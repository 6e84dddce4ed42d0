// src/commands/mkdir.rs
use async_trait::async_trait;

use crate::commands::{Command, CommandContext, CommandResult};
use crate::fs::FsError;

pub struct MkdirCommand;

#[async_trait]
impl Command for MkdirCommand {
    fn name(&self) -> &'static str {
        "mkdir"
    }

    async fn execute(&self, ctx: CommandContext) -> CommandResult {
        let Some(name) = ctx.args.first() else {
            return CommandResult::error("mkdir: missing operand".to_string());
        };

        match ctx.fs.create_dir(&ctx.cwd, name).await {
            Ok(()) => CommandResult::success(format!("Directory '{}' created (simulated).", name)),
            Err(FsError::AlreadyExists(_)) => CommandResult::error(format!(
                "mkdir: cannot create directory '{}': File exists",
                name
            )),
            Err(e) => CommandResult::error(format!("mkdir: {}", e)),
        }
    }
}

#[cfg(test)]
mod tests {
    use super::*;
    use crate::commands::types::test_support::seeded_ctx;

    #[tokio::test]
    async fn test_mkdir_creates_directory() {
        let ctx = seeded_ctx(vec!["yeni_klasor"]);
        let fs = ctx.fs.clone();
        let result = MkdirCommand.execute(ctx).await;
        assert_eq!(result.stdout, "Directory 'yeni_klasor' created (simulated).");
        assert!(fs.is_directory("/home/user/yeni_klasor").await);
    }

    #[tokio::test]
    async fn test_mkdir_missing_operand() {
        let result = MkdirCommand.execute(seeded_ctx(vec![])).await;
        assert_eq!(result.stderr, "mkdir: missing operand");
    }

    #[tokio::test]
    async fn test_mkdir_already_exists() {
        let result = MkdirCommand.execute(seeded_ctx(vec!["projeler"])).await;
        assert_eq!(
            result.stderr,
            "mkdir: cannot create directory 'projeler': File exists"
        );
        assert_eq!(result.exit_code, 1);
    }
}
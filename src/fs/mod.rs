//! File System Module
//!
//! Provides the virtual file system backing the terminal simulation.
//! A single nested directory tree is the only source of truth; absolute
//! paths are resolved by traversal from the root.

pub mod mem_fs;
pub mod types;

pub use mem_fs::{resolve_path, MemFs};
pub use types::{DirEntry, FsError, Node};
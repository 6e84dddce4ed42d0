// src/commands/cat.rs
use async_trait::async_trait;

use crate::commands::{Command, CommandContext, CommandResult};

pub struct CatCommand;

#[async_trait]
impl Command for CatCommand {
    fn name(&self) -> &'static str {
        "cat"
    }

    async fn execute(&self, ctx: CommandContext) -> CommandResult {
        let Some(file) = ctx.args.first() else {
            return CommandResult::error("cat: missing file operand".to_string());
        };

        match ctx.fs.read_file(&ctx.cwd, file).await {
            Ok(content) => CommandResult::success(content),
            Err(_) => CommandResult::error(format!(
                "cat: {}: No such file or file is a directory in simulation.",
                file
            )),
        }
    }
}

==*==

How many lines in the listing contain the string "success"? Please answer with the number and no other words.

* SOLUTION *
2